DATA RECORDS Start Marker

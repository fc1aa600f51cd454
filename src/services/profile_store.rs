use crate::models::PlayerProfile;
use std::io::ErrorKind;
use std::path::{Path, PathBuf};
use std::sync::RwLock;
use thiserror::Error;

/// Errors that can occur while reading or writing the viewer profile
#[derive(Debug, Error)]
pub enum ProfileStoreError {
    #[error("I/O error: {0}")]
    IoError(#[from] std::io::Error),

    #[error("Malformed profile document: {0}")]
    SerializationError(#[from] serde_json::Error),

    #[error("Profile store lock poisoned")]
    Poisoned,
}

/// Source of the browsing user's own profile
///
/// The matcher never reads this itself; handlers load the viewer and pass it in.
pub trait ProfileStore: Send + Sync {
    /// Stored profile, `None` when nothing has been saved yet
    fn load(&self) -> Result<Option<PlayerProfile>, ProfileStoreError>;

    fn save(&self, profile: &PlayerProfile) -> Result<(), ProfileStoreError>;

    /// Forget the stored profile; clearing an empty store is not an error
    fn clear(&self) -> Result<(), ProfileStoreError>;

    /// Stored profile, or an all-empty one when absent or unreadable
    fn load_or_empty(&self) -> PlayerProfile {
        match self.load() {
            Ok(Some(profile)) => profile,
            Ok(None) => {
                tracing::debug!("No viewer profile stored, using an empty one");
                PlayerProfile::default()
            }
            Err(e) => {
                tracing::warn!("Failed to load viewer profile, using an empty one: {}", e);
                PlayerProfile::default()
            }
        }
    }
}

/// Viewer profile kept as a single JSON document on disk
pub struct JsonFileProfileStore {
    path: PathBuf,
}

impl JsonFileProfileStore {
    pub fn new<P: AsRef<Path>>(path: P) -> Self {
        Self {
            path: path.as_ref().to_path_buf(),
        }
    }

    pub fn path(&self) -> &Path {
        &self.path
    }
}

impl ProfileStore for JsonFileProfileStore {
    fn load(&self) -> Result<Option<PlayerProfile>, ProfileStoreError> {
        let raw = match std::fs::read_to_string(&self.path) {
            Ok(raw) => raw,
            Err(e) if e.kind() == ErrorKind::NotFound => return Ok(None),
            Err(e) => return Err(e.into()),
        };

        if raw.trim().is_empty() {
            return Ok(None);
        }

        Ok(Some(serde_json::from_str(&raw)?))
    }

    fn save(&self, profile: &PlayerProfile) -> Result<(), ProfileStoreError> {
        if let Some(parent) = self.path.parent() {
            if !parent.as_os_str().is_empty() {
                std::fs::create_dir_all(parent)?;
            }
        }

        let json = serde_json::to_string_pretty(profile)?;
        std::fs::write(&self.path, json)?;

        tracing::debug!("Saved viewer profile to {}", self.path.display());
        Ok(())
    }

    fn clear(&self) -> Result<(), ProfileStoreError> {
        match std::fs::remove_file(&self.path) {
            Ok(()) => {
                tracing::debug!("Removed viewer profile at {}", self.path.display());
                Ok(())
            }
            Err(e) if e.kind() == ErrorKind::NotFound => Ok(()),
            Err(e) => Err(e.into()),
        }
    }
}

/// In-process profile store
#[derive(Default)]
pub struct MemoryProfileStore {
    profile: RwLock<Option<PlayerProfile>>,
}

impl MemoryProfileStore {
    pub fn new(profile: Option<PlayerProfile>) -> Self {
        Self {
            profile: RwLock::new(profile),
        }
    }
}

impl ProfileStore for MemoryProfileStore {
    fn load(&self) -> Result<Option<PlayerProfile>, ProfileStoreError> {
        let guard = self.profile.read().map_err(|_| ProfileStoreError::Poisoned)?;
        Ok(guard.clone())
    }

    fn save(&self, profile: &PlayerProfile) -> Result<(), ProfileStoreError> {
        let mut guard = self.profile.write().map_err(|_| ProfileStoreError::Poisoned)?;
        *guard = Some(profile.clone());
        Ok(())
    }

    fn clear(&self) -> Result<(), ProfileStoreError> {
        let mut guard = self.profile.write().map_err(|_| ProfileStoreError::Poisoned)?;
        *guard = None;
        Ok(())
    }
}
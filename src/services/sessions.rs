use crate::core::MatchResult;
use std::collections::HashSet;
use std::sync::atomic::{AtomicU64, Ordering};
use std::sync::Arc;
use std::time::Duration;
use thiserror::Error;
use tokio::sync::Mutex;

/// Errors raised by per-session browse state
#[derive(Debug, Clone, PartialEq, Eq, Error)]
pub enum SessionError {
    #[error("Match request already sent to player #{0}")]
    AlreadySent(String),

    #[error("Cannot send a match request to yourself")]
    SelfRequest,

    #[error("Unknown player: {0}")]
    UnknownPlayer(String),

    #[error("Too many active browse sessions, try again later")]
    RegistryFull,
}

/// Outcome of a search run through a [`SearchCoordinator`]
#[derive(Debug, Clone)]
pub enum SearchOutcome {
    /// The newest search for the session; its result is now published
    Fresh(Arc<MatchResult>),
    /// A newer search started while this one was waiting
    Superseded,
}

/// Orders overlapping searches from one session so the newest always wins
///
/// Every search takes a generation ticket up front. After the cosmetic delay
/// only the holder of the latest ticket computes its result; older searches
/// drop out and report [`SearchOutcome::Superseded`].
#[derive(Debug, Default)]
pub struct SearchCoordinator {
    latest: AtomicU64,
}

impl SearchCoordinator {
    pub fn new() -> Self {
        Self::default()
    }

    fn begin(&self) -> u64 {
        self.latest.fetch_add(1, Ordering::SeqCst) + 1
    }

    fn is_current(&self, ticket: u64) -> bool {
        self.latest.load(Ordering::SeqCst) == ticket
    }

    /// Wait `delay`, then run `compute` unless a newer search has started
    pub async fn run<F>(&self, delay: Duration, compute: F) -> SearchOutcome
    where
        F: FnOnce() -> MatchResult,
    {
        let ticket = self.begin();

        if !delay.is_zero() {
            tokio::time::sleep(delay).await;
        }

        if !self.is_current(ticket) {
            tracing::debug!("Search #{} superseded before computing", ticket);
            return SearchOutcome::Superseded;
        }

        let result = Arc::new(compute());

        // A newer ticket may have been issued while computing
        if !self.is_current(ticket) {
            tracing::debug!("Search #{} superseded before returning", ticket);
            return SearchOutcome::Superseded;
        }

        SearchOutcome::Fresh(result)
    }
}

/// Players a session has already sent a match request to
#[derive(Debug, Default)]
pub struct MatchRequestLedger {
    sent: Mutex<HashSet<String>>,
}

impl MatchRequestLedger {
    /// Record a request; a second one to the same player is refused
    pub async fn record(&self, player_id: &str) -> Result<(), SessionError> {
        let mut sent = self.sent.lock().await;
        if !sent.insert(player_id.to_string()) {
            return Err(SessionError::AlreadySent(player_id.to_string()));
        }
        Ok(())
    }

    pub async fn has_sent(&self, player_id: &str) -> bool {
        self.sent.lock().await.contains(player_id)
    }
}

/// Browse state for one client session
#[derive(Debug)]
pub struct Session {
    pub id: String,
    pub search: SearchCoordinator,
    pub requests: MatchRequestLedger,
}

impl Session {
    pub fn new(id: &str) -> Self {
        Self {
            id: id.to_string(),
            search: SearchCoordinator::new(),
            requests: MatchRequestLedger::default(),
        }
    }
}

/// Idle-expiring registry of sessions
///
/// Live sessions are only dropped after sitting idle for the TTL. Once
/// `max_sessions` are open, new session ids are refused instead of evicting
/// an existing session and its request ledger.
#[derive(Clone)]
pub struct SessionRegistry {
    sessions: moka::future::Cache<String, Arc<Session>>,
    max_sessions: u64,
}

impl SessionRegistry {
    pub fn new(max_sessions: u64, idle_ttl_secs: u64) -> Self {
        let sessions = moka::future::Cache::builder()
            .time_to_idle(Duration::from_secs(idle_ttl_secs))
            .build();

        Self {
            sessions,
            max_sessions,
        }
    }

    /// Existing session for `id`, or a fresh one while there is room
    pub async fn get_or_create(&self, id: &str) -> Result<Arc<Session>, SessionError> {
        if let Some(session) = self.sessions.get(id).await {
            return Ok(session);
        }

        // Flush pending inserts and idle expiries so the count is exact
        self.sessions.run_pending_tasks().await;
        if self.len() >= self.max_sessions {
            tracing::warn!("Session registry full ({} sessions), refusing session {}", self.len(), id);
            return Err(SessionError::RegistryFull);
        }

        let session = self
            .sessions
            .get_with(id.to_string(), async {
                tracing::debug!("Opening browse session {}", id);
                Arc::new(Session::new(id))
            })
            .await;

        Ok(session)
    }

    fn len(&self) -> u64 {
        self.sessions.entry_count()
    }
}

DATA RECORDS End Marker

> _REQUIREMENT_
Within the material, find all lines that hold the word "PlayerProfile" and show them.

> _SOLUTION FOR THIS PROBLEM_
use crate::models::PlayerProfile;
    fn load(&self) -> Result<Option<PlayerProfile>, ProfileStoreError>;
    fn save(&self, profile: &PlayerProfile) -> Result<(), ProfileStoreError>;
    fn load_or_empty(&self) -> PlayerProfile {
                PlayerProfile::default()
                PlayerProfile::default()
    fn load(&self) -> Result<Option<PlayerProfile>, ProfileStoreError> {
    fn save(&self, profile: &PlayerProfile) -> Result<(), ProfileStoreError> {
    profile: RwLock<Option<PlayerProfile>>,
    pub fn new(profile: Option<PlayerProfile>) -> Self {
    fn load(&self) -> Result<Option<PlayerProfile>, ProfileStoreError> {
    fn save(&self, profile: &PlayerProfile) -> Result<(), ProfileStoreError> {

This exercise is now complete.